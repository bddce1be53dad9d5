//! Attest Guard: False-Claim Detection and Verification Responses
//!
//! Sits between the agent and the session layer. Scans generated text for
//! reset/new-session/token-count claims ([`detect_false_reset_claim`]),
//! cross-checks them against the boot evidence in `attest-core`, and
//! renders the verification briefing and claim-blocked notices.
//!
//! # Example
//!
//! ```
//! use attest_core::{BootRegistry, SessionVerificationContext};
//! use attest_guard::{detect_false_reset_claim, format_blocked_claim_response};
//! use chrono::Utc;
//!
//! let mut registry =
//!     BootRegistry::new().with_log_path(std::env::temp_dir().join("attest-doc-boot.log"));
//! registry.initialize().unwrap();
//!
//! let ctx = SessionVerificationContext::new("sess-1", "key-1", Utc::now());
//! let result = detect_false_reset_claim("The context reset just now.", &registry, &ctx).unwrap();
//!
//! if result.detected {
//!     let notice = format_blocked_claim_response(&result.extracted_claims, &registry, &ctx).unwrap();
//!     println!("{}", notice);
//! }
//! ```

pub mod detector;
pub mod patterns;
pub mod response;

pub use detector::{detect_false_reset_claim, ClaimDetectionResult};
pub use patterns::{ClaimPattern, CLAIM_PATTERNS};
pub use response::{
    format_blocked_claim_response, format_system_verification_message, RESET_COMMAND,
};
+++
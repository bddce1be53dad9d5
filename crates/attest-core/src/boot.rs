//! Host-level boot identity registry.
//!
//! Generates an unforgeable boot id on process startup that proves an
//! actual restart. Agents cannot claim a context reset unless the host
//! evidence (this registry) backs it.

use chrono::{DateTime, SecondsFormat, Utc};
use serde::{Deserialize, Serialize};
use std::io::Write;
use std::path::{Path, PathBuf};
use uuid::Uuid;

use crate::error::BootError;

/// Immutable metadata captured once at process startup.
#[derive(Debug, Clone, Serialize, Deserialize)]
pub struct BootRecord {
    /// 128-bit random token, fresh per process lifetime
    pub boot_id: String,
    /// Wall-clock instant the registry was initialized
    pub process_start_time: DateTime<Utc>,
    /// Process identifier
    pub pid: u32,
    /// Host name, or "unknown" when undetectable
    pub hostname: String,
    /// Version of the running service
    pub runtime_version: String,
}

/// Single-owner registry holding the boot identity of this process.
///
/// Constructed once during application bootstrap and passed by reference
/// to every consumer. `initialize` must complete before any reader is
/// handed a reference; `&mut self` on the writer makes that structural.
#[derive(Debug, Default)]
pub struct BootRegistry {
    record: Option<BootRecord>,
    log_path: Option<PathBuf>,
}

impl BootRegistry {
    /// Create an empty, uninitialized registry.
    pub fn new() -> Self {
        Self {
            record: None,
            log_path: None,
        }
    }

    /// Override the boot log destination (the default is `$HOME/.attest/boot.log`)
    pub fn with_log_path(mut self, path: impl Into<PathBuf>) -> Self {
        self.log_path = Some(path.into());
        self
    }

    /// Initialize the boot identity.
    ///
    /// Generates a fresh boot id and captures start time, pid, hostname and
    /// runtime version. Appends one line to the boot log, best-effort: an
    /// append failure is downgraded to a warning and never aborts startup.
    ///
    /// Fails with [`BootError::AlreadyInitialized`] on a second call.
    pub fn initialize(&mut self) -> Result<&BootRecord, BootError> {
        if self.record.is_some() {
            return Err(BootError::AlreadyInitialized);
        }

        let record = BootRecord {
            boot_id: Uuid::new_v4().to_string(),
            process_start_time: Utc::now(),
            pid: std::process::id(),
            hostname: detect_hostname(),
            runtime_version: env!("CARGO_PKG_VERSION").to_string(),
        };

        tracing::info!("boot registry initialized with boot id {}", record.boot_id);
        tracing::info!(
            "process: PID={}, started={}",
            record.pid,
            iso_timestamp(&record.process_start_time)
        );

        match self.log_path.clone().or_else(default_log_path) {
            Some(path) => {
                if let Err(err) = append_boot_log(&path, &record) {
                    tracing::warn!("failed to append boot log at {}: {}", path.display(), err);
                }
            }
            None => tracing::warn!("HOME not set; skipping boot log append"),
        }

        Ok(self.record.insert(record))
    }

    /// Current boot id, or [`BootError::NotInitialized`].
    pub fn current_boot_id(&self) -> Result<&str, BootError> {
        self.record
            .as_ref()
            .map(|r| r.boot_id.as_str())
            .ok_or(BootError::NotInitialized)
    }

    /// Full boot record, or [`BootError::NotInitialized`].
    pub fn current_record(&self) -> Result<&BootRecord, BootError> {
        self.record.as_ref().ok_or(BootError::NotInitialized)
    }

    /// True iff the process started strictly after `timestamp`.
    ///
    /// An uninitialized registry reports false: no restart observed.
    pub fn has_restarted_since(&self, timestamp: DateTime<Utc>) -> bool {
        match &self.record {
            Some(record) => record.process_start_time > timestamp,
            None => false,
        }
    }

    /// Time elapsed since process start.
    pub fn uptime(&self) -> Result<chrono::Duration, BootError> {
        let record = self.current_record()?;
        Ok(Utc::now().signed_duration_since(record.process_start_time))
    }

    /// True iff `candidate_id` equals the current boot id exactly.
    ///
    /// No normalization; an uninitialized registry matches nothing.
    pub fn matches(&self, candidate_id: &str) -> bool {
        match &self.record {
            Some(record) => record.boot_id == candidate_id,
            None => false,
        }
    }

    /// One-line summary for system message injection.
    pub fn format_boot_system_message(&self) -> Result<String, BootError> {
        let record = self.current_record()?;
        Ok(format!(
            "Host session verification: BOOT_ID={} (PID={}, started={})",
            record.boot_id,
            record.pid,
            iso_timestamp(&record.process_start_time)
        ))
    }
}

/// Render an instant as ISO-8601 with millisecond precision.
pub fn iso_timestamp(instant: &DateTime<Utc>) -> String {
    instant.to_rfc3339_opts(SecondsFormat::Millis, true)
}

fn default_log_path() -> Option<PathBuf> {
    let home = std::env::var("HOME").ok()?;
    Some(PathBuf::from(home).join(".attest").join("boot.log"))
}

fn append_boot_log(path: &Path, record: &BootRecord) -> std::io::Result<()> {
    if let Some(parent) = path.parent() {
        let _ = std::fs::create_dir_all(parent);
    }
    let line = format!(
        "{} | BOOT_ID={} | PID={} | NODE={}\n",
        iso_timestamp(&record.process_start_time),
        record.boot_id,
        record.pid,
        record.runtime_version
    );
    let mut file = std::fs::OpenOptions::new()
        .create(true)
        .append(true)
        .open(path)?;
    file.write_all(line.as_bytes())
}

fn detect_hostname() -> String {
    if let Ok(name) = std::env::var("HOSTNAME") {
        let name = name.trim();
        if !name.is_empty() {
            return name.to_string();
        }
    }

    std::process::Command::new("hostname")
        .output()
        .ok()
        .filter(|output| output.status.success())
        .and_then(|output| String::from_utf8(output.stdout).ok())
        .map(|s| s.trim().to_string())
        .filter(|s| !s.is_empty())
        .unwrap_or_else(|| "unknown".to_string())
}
+++
**What the task requires**
This task calls for each line of the material that contains "output".

**Finished exercise**
        .output()
        .filter(|output| output.status.success())
        .and_then(|output| String::from_utf8(output.stdout).ok())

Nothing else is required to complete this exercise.